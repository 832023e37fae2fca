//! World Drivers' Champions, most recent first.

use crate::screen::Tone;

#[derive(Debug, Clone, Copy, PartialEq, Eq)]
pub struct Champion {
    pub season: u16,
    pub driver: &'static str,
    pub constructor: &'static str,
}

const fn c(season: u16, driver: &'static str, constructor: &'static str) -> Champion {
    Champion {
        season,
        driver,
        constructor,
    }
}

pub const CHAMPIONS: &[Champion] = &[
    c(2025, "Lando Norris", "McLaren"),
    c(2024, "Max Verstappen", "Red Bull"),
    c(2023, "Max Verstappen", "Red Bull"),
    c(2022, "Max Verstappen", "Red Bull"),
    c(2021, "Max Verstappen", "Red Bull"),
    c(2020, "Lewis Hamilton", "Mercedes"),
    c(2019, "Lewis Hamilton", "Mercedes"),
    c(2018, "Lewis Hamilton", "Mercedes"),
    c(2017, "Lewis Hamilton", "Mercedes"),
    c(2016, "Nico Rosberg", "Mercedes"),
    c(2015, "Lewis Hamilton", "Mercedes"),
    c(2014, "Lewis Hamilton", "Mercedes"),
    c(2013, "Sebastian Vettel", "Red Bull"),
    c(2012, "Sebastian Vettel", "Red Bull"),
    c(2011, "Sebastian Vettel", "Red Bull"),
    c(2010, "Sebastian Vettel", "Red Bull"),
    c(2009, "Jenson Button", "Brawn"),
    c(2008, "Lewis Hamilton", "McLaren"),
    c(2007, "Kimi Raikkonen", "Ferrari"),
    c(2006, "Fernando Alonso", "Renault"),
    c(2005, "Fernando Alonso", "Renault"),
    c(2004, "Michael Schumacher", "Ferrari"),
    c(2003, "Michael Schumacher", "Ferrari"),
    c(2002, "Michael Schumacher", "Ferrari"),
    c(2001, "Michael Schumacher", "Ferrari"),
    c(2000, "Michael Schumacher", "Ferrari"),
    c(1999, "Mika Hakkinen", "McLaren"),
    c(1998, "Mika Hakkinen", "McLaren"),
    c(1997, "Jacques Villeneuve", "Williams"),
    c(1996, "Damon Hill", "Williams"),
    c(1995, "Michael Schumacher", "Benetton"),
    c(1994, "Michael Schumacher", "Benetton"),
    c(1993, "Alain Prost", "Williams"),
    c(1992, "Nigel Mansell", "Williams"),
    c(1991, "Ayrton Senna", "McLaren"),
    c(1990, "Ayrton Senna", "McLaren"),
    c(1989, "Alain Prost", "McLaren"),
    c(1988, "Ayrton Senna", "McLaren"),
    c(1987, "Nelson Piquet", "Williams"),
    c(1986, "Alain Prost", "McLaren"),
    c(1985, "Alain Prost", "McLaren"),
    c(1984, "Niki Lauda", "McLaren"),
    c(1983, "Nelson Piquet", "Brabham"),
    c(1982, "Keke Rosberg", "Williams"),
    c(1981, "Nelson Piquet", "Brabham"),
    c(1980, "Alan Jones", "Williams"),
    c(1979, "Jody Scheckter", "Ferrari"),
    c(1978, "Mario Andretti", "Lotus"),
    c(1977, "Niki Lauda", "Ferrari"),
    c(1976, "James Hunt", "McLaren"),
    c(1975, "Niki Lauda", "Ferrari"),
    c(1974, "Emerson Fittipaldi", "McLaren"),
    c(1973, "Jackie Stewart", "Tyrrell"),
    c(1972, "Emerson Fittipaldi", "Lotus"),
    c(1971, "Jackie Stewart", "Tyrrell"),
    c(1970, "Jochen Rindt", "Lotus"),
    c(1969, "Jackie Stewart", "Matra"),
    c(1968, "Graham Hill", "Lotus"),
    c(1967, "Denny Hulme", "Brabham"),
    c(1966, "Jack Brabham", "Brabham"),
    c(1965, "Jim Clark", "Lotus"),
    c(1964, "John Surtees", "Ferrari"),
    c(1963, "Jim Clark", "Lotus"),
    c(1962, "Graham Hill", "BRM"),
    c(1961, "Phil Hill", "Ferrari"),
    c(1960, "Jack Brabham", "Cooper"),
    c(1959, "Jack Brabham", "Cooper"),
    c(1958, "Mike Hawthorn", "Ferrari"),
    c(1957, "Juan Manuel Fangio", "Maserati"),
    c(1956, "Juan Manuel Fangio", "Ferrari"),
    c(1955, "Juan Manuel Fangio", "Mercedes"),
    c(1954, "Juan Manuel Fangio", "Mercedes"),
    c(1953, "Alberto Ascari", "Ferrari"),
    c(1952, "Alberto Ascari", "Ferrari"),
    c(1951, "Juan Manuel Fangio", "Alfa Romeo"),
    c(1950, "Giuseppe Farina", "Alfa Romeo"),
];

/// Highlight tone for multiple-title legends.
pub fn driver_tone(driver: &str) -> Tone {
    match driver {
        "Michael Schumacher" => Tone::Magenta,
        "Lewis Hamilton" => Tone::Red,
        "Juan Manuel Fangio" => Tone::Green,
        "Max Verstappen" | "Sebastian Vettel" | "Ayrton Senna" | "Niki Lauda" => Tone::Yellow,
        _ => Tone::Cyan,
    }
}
○ ○ ○ ○
Across the material, report every line that has the word "Alberto".

    c(1953, "Alberto Ascari", "Ferrari"),
    c(1952, "Alberto Ascari", "Ferrari"),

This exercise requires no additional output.